Sweet : Solitude :

My imagination functions much better when I don’t have to speak to people-

The moment I finally surrendered my heart and mind to being alone, solitude became so, so sweet.

Equanimity, allowing the world to unfold before your very eyes. Steady, kind, compassionate thoughts. Your mind not grasping, reaching, or recoiling from the unpleasant words sitting just behind your pursed lips and brow. When this happens? The sweet pulse of the universe, resonates deeply.

Weekend Mediation:

Cultivating self-compassion softens the loneliness that often makes finding equanimity unbearable. I often have to remind myself that the pain of loneliness, ebbs and flows. Sure, my loneliness is burning deep right now. Although if I’m patient?!? This loneliness too shale pass, and the sweetness of equanimity will soon take its place.

CultFit Sweet

 


Vacation in the : Sun :

There is a pleasure in the pathless woods,
There is a rapture on the lonely shore,
There is society, where none intrudes,
By the deep sea, and music in its roar:
I love not man the less, but Nature more
George Gordon Byron

There is a vast difference between seeking solitude and loneliness, though, in our warp speed minds – solitude and loneliness are often used interchangeably on a daily basis.

Solitude is the state of being alone, without being lonely. Solitude is a state of being, where we nourish our hearts with wonder and experiencing the bounty of nature. Solitude is a time for reflection, searching for, and developing our true spirit.

Solitude nurtures our inner peace – Solitude is simply enjoying stillness, Solitude is sustenance for our souls.

Daily Meditation:

We can choose solitude, loneliness on the other hand – Is imposed on us by others.

CultFit Solitude

 

 


How Deep is the : Ocean :

Solitude is fine but you need someone to tell that solitude is fine.-

When I became chronically “injured” over five years ago, I was forced to trade the exciting life of an aspiring athlete for the isolation of my own mind The loneliness was dense, palpable at times, it was hard to distinguish between the injury I was struggling through at the time and the loneliness that gripped me all of the time.

Back in the wonder years, I found being alone anything but glorious, and far from being soothing. It wasn’t even remotely sweet and delicious. Although, a close friends advice that yoga was what I needed  planted a delicate seed in my mind, and so I began to explore the meaning of “being alone.” I realized early on that being alone on my mat, in and of itself, is neither positive nor negative. This profound feedback described a good portion of my life trying to be someone who I was not – The painful loneliness of striving to be better than the person next me on the starting line or the glorious solitude of going home broken and empty-handed.
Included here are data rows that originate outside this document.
use std::sync::Arc;

use super::ast::{
    BinOp, CmpOp, ExceptHandler, Expr, FStringPart, FunctionDef, Param, Program, Stmt, StmtKind,
    Target, UnaryOp,
};
use super::lexer::{Tok, Token, tokenize};
use super::{ErrorKind, ProgramError, Result};

const KEYWORDS: &[&str] = &[
    "and", "as", "break", "continue", "def", "del", "elif", "else", "except", "finally", "for",
    "from", "global", "if", "import", "in", "is", "lambda", "not", "or", "pass", "raise",
    "return", "try", "while",
];

// Real Python keywords the teaching subset does not implement.
const UNSUPPORTED: &[&str] = &[
    "class", "with", "yield", "assert", "nonlocal", "async", "await",
];

/// Recursion bound for expressions that nest without brackets
/// (`not not ...`, `- - ...`, chained conditionals, lambdas).
pub const MAX_EXPR_DEPTH: usize = 1000;

/// Parse program text into a [`Program`].
pub fn parse_program(source: &str) -> Result<Program> {
    let tokens = tokenize(source)?;
    let mut parser = Parser::new(tokens);
    let mut body = Vec::new();
    while !parser.at(&Tok::Eof) {
        body.extend(parser.statement()?);
    }
    Ok(Program::new(body, source))
}

/// Parse a standalone expression (used for f-string replacement fields).
pub fn parse_expression(source: &str, line: usize) -> Result<Expr> {
    let mut tokens = tokenize(source.trim()).map_err(|err| relocate(err, line))?;
    for token in &mut tokens {
        token.line = line;
    }
    let mut parser = Parser::new(tokens);
    let expr = parser.expr_list()?;
    parser.eat(&Tok::Newline);
    if !parser.at(&Tok::Eof) {
        return Err(parser.invalid());
    }
    Ok(expr)
}

fn relocate(mut err: ProgramError, line: usize) -> ProgramError {
    err.line = Some(line);
    err
}

struct Parser {
    tokens: Vec<Token>,
    index: usize,
    fn_depth: usize,
    loop_depth: usize,
    expr_depth: usize,
}
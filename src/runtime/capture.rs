//! Output capture: per-run buffers and the interpreter's redirectable channel
//!
//! An interpreter owns exactly one [`OutputChannel`]. Each execution binds a
//! fresh [`OutputCaptureBuffer`] to it through [`OutputChannel::acquire`],
//! which also takes the channel's execution lock. Bind, invoke and unbind
//! therefore happen under a single owner, and two sessions can never have
//! output bound at the same time. The returned [`ChannelBinding`] restores
//! the previous sink on every exit path, including panics and dropped
//! futures.

use parking_lot::Mutex;
use std::fmt;
use std::sync::Arc;
use tracing::{debug, trace};

use super::error::BindingError;

/// Anything the interpreter's output channel can forward text into.
pub trait OutputSink: Send + Sync {
    /// Append a chunk of program output.
    fn append(&self, text: &str);
}

#[derive(Debug, Default)]
struct BufferState {
    text: String,
    sealed: bool,
}

/// Append-only text accumulator scoped to one execution.
#[derive(Debug, Default)]
pub struct OutputCaptureBuffer {
    state: Mutex<BufferState>,
}

impl OutputCaptureBuffer {
    /// Fresh, unsealed buffer.
    pub fn new() -> Arc<Self> {
        Arc::new(Self::default())
    }

    /// Append text. Writes after [`seal`](Self::seal) are discarded.
    pub fn append(&self, text: &str) {
        let mut state = self.state.lock();
        if state.sealed {
            debug!(bytes = text.len(), "discarding write to sealed capture buffer");
            return;
        }
        state.text.push_str(text);
    }

    /// Everything appended so far.
    pub fn read(&self) -> String {
        self.state.lock().text.clone()
    }

    /// Freeze the buffer and return its final contents.
    pub fn seal(&self) -> String {
        let mut state = self.state.lock();
        state.sealed = true;
        state.text.clone()
    }

    /// Whether the buffer has been sealed.
    pub fn is_sealed(&self) -> bool {
        self.state.lock().sealed
    }

    /// Whether nothing has been appended.
    pub fn is_empty(&self) -> bool {
        self.state.lock().text.is_empty()
    }
}

impl OutputSink for OutputCaptureBuffer {
    fn append(&self, text: &str) {
        OutputCaptureBuffer::append(self, text);
    }
}

/// The interpreter's standard output, redirectable per execution.
pub struct OutputChannel {
    sink: Mutex<Option<Arc<dyn OutputSink>>>,
    exec: tokio::sync::Mutex<()>,
}

impl Default for OutputChannel {
    fn default() -> Self {
        Self::new()
    }
}

impl fmt::Debug for OutputChannel {
    fn fmt(&self, f: &mut fmt::Formatter<'_>) -> fmt::Result {
        f.debug_struct("OutputChannel")
            .field("bound", &self.is_bound())
            .finish()
    }
}

impl OutputChannel {
    /// Unbound channel.
    pub fn new() -> Self {
        Self {
            sink: Mutex::new(None),
            exec: tokio::sync::Mutex::new(()),
        }
    }

    /// Forward program output to the bound sink, if any.
    pub fn write(&self, text: &str) {
        let sink = self.sink.lock().clone();
        match sink {
            Some(sink) => sink.append(text),
            None => trace!(bytes = text.len(), "dropping output on unbound channel"),
        }
    }

    /// Whether a sink is currently bound.
    pub fn is_bound(&self) -> bool {
        self.sink.lock().is_some()
    }

    /// Bind `buffer` for the duration of one execution.
    ///
    /// Waits for any other execution on this channel to release it first.
    pub async fn acquire(
        &self,
        buffer: Arc<OutputCaptureBuffer>,
    ) -> Result<ChannelBinding<'_>, BindingError> {
        if buffer.is_sealed() {
            return Err(BindingError::SealedBuffer);
        }
        let guard = self.exec.lock().await;
        let sink: Arc<dyn OutputSink> = buffer;
        let previous = self.sink.lock().replace(Arc::clone(&sink));
        trace!("output channel bound");
        Ok(ChannelBinding {
            channel: self,
            sink,
            previous: Some(previous),
            _exclusive: guard,
        })
    }

    fn restore(&self, previous: Option<Arc<dyn OutputSink>>) -> Option<Arc<dyn OutputSink>> {
        std::mem::replace(&mut *self.sink.lock(), previous)
    }
}

/// Scoped ownership of an [`OutputChannel`].
///
/// Dropping the binding unbinds the channel; [`release`](Self::release) does
/// the same and also reports whether someone rebound the channel meanwhile.
pub struct ChannelBinding<'a> {
    channel: &'a OutputChannel,
    sink: Arc<dyn OutputSink>,
    previous: Option<Option<Arc<dyn OutputSink>>>,
    _exclusive: tokio::sync::MutexGuard<'a, ()>,
}

impl ChannelBinding<'_> {
    /// Unbind, restoring whatever was bound before.
    pub fn release(mut self) -> Result<(), BindingError> {
        let previous = self.previous.take().unwrap_or_default();
        let displaced = self.channel.restore(previous);
        trace!("output channel released");
        match displaced {
            Some(current) if std::ptr::addr_eq(Arc::as_ptr(&current), Arc::as_ptr(&self.sink)) => {
                Ok(())
            }
            _ => Err(BindingError::Rebound),
        }
    }
}

impl Drop for ChannelBinding<'_> {
    fn drop(&mut self) {
        if let Some(previous) = self.previous.take() {
            self.channel.restore(previous);
            debug!("output channel unbound by drop");
        }
    }
}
The spiritual manifestation of yoga (not to be confused with the physical) and a deeply rooted mindfulness “practice” showed me that if I could let go of the desire to win at all costs, I might be able to open my heart and soul to the possibility that life could be sweet, maybe even delicious?!? I gradually warmed to the quiet calm of my mind, mindfully following my breath entering and leaving my body. My powers of observation, began to bloom – noting the subtle details swirling around me, details that in the past – Escaped me, like the play of sunlight reflecting from the metallic rims on the road as I cycle along or leaves dancing carelessly in the air on a windy fall morning.

Daily Meditation:

Once I opened my heart and soul to being alone, my loneliness did become sweet and delicious. And some days, when all is calm, it’s even beautiful. Cultivating self-compassion more so than anything else, softens my loneliness and pain, which in turn makes me smile.

 Rachelle, Jeff, Cheryl – Sandra, Jim, Katelon, Alyssa, Susie – Michelle, Sara and Maia. To all of you who have “followed” my ramblings from the beginning – My sincerest gratitude for your kindness and support. There truly is no way I can accurately put into words how much you have helped me – Thank you.

CultFit Lonliness

I’m Sorry …

Why didn’t I learn to treat everything like it was the last time. My greatest regret was how much I believed in the future-

” … Of course! Your blog is just another way of saying we all want to live in a hedonic present, a present where everything is easy and we suffer no consequences for making “whatever” choices we make, the moment we make them. If only more people took notice of how unsuccessful and unhappy a life would be, from adopting a living in the present moment only approach. Are we too lost in ourselves to strike a balance!”

Balance from whose perspective? Mine, that dude over yonder, or your own

Moving forward, one of the main undercurrents to keep in mind as you skim over these posts is: To whom do you owe your greatest allegiance? Do you owe your allegiance to your yoga studio, running club, cycling team, your family, your abusive workout regime?

Life, isn’t just a competition between our now self and our future self. We have for all intents and purposes, an infinite number of future selves, all of whom potentially have competing interests and competing desires.

Daily Meditation:

The question we face when deciding to do “whatever“: Do we abuse our bodies now or save ourselves for the future? Or rather, how much time and energy do we spend now and how much do we save for later in life? In both of these cases, the answer is – It depends Dude.